● **TASK REQUIREMENTS**
What lines below include the string "Value"? Pick them out and copy them.

[MATERIALS PROVIDED — start]

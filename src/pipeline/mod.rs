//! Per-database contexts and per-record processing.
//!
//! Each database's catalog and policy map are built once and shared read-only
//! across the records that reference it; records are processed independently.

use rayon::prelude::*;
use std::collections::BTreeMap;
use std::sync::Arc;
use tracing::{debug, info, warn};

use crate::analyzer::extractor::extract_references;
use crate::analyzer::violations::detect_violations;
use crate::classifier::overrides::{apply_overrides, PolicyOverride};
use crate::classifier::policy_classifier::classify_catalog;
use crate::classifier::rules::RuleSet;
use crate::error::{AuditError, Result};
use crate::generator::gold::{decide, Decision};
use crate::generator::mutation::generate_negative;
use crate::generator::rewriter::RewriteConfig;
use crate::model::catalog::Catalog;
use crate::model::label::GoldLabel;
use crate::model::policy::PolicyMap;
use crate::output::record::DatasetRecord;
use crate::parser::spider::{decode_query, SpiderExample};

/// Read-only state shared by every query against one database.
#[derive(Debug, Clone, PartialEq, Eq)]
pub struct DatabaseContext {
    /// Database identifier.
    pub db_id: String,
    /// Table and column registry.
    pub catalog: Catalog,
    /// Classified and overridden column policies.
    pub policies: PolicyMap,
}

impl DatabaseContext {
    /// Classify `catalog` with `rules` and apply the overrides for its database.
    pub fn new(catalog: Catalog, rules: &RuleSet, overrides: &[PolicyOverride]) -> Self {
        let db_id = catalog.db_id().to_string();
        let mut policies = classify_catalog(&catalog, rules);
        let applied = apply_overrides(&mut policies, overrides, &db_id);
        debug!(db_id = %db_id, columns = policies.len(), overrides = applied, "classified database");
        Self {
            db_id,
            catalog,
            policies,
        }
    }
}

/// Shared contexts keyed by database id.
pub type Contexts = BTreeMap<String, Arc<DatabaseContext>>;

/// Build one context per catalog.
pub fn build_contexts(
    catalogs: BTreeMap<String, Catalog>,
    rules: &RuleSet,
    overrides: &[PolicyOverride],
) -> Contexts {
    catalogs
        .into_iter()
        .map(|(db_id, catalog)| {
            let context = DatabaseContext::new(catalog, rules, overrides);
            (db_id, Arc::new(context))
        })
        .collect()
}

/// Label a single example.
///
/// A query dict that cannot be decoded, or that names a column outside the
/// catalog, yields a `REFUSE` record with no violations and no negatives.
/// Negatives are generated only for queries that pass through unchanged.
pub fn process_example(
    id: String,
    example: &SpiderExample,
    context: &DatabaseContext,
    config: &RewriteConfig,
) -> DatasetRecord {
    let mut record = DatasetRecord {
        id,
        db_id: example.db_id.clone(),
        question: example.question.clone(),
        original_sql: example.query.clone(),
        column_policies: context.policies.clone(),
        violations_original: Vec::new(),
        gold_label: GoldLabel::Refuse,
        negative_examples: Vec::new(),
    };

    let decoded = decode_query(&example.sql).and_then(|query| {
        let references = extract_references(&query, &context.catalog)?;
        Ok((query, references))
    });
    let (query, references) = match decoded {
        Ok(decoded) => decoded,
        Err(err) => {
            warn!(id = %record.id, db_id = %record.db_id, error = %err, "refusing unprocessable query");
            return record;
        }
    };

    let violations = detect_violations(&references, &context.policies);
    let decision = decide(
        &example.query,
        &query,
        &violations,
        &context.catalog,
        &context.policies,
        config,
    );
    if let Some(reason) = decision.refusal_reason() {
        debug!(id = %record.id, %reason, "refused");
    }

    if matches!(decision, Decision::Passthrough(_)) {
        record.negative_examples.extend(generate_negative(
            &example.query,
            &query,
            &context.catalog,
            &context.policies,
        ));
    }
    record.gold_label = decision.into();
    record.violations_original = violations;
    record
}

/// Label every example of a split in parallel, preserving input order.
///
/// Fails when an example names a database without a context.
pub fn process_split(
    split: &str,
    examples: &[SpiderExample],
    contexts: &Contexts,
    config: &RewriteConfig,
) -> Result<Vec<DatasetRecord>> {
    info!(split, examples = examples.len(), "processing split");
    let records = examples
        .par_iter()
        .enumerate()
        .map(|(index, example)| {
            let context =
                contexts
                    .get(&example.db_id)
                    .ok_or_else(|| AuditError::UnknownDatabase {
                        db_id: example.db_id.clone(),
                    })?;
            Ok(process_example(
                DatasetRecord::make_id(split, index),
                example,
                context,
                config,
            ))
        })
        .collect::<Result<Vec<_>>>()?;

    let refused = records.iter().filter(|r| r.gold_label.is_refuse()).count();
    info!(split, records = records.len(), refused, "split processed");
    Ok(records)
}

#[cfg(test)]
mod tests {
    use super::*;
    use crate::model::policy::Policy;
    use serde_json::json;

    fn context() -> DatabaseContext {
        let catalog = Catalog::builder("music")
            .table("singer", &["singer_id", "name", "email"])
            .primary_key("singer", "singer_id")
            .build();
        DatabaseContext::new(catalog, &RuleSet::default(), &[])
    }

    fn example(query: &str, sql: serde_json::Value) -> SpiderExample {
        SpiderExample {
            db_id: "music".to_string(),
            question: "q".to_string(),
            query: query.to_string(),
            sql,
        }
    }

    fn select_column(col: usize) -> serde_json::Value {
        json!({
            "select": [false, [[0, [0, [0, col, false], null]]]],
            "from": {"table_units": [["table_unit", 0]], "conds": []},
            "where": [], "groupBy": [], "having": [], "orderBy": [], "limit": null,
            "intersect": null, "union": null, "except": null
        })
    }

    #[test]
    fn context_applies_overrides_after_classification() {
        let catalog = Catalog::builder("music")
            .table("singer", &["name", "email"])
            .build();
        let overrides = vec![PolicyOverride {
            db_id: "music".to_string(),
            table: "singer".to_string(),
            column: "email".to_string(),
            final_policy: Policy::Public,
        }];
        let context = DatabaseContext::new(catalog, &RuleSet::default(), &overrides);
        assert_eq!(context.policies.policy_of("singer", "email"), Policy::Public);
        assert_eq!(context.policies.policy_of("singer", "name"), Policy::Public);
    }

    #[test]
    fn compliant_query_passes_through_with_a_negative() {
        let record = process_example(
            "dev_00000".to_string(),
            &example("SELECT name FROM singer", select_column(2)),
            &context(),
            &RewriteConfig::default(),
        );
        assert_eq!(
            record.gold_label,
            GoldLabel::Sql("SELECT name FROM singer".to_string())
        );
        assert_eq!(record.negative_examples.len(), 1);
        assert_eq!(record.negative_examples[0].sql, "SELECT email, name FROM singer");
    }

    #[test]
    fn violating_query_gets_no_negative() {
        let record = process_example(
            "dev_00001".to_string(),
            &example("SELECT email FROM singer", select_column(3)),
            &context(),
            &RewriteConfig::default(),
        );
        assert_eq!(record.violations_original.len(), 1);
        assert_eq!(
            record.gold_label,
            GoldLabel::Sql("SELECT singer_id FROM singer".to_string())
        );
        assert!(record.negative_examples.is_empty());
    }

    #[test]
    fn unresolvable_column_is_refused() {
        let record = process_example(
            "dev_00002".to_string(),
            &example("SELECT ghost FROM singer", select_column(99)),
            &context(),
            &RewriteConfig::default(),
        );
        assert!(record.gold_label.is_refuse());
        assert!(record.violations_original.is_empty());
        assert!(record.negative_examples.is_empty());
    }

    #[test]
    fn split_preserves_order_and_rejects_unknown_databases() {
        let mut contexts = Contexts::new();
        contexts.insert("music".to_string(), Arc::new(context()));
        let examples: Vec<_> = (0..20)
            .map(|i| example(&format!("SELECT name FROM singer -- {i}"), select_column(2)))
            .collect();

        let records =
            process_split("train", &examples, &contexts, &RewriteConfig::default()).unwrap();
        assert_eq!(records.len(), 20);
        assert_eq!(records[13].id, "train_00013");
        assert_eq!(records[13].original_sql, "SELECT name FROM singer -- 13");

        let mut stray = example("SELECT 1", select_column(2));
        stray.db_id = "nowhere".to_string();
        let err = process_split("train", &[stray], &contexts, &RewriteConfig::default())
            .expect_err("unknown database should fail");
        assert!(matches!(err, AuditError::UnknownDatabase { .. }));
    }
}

[MATERIALS PROVIDED — finish]
[MATERIALS PROVIDED — start]

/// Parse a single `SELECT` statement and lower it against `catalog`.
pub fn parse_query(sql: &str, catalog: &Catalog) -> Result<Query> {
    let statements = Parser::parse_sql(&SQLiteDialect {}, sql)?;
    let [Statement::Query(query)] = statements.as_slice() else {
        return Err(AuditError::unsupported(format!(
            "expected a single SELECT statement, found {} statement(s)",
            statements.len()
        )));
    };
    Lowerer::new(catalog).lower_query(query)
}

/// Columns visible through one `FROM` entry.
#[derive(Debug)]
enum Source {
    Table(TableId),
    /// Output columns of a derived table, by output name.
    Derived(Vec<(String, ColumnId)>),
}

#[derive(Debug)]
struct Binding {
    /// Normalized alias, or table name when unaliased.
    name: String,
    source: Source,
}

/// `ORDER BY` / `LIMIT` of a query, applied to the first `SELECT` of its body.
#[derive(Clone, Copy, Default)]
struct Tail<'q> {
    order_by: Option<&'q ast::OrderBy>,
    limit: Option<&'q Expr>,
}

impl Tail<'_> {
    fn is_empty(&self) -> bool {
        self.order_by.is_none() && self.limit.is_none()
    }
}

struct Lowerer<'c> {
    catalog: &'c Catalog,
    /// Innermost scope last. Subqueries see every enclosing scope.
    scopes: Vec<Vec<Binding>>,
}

[MATERIALS PROVIDED — finish]

● **RESPONSE BOX**
    fn example(query: &str, sql: serde_json::Value) -> SpiderExample {
    fn select_column(col: usize) -> serde_json::Value {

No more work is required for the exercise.